A *Support Vector Machine* (SVM) is a powerful and versatile Machine Learning model, capable of performing linear or nonlinear classification, regression, and even outlier detection.

You can think of an SVM classifier as fitting the widest possible street (represented by the parallel dashed lines) between the classes. This is called *large margin classification*.

Instances on the margin lines are called support vectors.

If we strictly impose that all instances must be off the street and on the right side, this is called *hard margin classification*.

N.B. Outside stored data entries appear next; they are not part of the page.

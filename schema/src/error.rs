//! Schema validation errors.

use std::fmt;

/// Result type for schema operations.
pub type SchemaResult<T> = Result<T, SchemaError>;

/// Errors that can occur when building or validating a registry.
#[derive(Debug, Clone, PartialEq, Eq)]
pub enum SchemaError {
    /// Two container types share a name.
    DuplicateType { name: String },

    /// Duplicate field name within a struct or struct variant.
    DuplicateField { owner: String, field: String },

    /// Duplicate variant name within an enum.
    DuplicateVariant { owner: String, variant: String },

    /// An enum declares no variants.
    EmptyEnum { name: String },

    /// A named type reference does not resolve to a registered container.
    UnresolvedType { name: String, referenced_by: String },

    /// Integer width is not one of 1, 2, 4, 8 or 16 bytes.
    InvalidWidth { owner: String, bytes: u8 },

    /// Float width is not 4 or 8 bytes.
    InvalidFloatWidth { owner: String, bytes: u8 },

    /// Map key type cannot be used as a key.
    InvalidMapKey { owner: String },
}

impl fmt::Display for SchemaError {
    fn fmt(&self, f: &mut fmt::Formatter<'_>) -> fmt::Result {
        match self {
            Self::DuplicateType { name } => write!(f, "duplicate type `{name}`"),
            Self::DuplicateField { owner, field } => {
                write!(f, "duplicate field `{field}` in `{owner}`")
            }
            Self::DuplicateVariant { owner, variant } => {
                write!(f, "duplicate variant `{variant}` in `{owner}`")
            }
            Self::EmptyEnum { name } => write!(f, "enum `{name}` has no variants"),
            Self::UnresolvedType {
                name,
                referenced_by,
            } => {
                write!(f, "type `{name}` referenced by `{referenced_by}` is not registered")
            }
            Self::InvalidWidth { owner, bytes } => {
                write!(f, "invalid integer width of {bytes} bytes in `{owner}`")
            }
            Self::InvalidFloatWidth { owner, bytes } => {
                write!(f, "invalid float width of {bytes} bytes in `{owner}`")
            }
            Self::InvalidMapKey { owner } => {
                write!(f, "map key in `{owner}` must not be unit or optional")
            }
        }
    }
}

impl std::error::Error for SchemaError {}
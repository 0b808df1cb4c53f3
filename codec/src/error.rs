//! Error types for codec operations.

use std::fmt;

use bytestream::{ByteError, Width};

/// Result type for codec operations.
pub type CodecResult<T> = Result<T, CodecError>;

/// Errors that can occur while checking, encoding or decoding a value.
#[derive(Debug, Clone, PartialEq, Eq)]
pub enum CodecError {
    /// Byte-level error (underrun, bad varint, unsupported width, ...).
    Bytes(ByteError),

    /// The type name is not in the registry.
    UnknownType { name: String },

    /// A decoded enum ordinal has no matching variant.
    UnknownVariant {
        type_name: String,
        ordinal: u32,
        variants: usize,
    },

    /// The value does not match the shape of its type.
    ShapeMismatch { path: String, reason: ShapeReason },

    /// Limits exceeded.
    LimitsExceeded {
        kind: LimitKind,
        limit: usize,
        actual: usize,
    },

    /// Input had bytes left over after the value was decoded.
    TrailingBytes { remaining: usize },
}

/// Specific limit that was exceeded.
#[derive(Debug, Clone, Copy, PartialEq, Eq)]
pub enum LimitKind {
    Depth,
    ContainerLen,
    InputBytes,
}

/// Details for shape mismatch errors.
#[derive(Debug, Clone, PartialEq, Eq)]
pub enum ShapeReason {
    TypeMismatch {
        expected: &'static str,
        found: &'static str,
    },
    MissingField {
        field: String,
    },
    UnexpectedField {
        field: String,
    },
    ArityMismatch {
        expected: usize,
        found: usize,
    },
    UnknownVariantName {
        name: String,
    },
    UnsignedOutOfRange {
        width: Width,
        value: u128,
    },
    SignedOutOfRange {
        width: Width,
        value: i128,
    },
    FixedLengthMismatch {
        expected: usize,
        found: usize,
    },
}

impl fmt::Display for CodecError {
    fn fmt(&self, f: &mut fmt::Formatter<'_>) -> fmt::Result {
        match self {
            Self::Bytes(e) => write!(f, "byte stream error: {e}"),
            Self::UnknownType { name } => write!(f, "unknown type '{name}'"),
            Self::UnknownVariant {
                type_name,
                ordinal,
                variants,
            } => {
                write!(
                    f,
                    "unknown variant ordinal {ordinal} for '{type_name}' ({variants} variants)"
                )
            }
            Self::ShapeMismatch { path, reason } => {
                write!(f, "shape mismatch at {path}: {reason}")
            }
            Self::LimitsExceeded {
                kind,
                limit,
                actual,
            } => {
                write!(f, "{kind} limit exceeded: {actual} > {limit}")
            }
            Self::TrailingBytes { remaining } => {
                write!(f, "{remaining} trailing bytes after value")
            }
        }
    }
}

impl fmt::Display for LimitKind {
    fn fmt(&self, f: &mut fmt::Formatter<'_>) -> fmt::Result {
        let name = match self {
            Self::Depth => "nesting depth",
            Self::ContainerLen => "container length",
            Self::InputBytes => "input bytes",
        };
        write!(f, "{name}")
    }
}

impl fmt::Display for ShapeReason {
    fn fmt(&self, f: &mut fmt::Formatter<'_>) -> fmt::Result {
        match self {
            Self::TypeMismatch { expected, found } => {
                write!(f, "expected {expected} but got {found}")
            }
            Self::MissingField { field } => write!(f, "missing field '{field}'"),
            Self::UnexpectedField { field } => write!(f, "unexpected field '{field}'"),
            Self::ArityMismatch { expected, found } => {
                write!(f, "expected {expected} elements, got {found}")
            }
            Self::UnknownVariantName { name } => write!(f, "unknown variant '{name}'"),
            Self::UnsignedOutOfRange { width, value } => {
                write!(f, "unsigned value {value} does not fit in {width}")
            }
            Self::SignedOutOfRange { width, value } => {
                write!(f, "signed value {value} does not fit in {width}")
            }
            Self::FixedLengthMismatch { expected, found } => {
                write!(f, "fixed array needs {expected} elements, got {found}")
            }
        }
    }
}

impl std::error::Error for CodecError {
    fn source(&self) -> Option<&(dyn std::error::Error + 'static)> {
        match self {
            Self::Bytes(e) => Some(e),
            _ => None,
        }
    }
}

impl From<ByteError> for CodecError {
    fn from(err: ByteError) -> Self {
        Self::Bytes(err)
    }
}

Hard margin classification is susceptible to outliers. To avoid these issues, use a more flexible model. The objective is to find a good balance between keeping the street as large as possible and limiting the margin violations (i.e., instances that end up in the middle of the street or even on the wrong side). This is called *soft margin classification*.

For SVM, mathematical technique called the *kernel trick* can be applied. The kernel trick makes it possible to get the same result as if you had added many polynomial features, even with very high-degree polynomials, without actually having to add them.

Another technique to tackle nonlinear problems is to add features computed using a *similarity function*, which measures how much each instance resembles a particular *landmark*.

A *radial basis function* (RBF) is a real-valued function whose value depends only on the distance between the input and some fixed point, either the origin, or some other fixed point called center.

Gaussian RBF

$\phi_{\gamma}(\textbf{x}, l) = \text{exp}(-\gamma \parallel \textbf{x} - l \parallel^{2})$

Other kernels exist but are used much more rarely. Some kernels are specialized for specific data structures. *String kernels* are sometimes used when classifying text documents or DNA sequences (e.g., using the *string subsequence kernel* or kernels based on the *Levenshtein distance*).

Ab instance has *sparse features* if it has few nonzero features

Adding more training instances within the margin does not affect SVM regression predictions; thus, the model is said to be $\epsilon$-*insensitive*.

Linear SVM classifier prediction

$\hat y = 0 \quad \text{if} \quad \textbf{w}^{T}\textbf{x} + b < 0$

Otherwise $\hat y$ is 1.

To get a large margin, we need to minimize $\parallel \textbf{w} \parallel$

$t^{(i)} = -1$ if $y^{(i)} = 0$. Otherwise it is 1.

Hard margin linear SVM classifier objective

minimize $\frac{1}{2}\textbf{w}^{T}\textbf{w}$

subject to $t^{(i)}(\textbf{w}^{T}\textbf{x}^{(i)} + b ) \geq 1$ for $i = 1, 2, \cdots, m$

To get the soft margin objective, we need to introduce a *slack variable* $\zeta^{(i)} \geq 0$ for each instance: $\zeta^{(i)} \geq 0$ measures how much the instance is allowed to violate the margin.

Soft margin linear SVM classifier objective

minimize $\frac{1}{2}\textbf{w}^{T}\textbf{w} + C \sum\limits_{i = 1}^{m} \zeta^{(i)}$

subject to $t^{(i)}(\textbf{w}^{T}\textbf{x}^{(i)} + b ) \geq 1 - \zeta^{(i)}$ and $\zeta^{(i)} \geq 0 $ for $i = 1, 2, \cdots, m$

The hard margin and soft margin problems are both convex quadratic optimization problems with linear constraints. Such problems are known as *Quadratic Programming* (QP) problems (Look at pg 168 for further details).

Given a constrained optimization problem, known as the *primal problem*, it is possible to express a different but closely related problem, called its *dual problem* (Look at pg 169 for further details).

In Machine Learning, a *kernel* is a function capable of computing the dot product of some transformation, which is a function of two different vectors, based only on the original vectors, without having to compute (or even to know about) the transformation (Look at pg 169 through 172 for further details).

Linear SVM classifier cost function

$J(\textbf{w}, b) =  \frac{1}{2}\textbf{w}^{T}\textbf{w} + C \sum\limits_{i = 1}^{m} max(0, 1 - t^{(i)}(\textbf{w}^{T}\textbf{x}^{(i)} + b ))$

The function $max(0, 1 – t)$ is called the *hinge loss* function.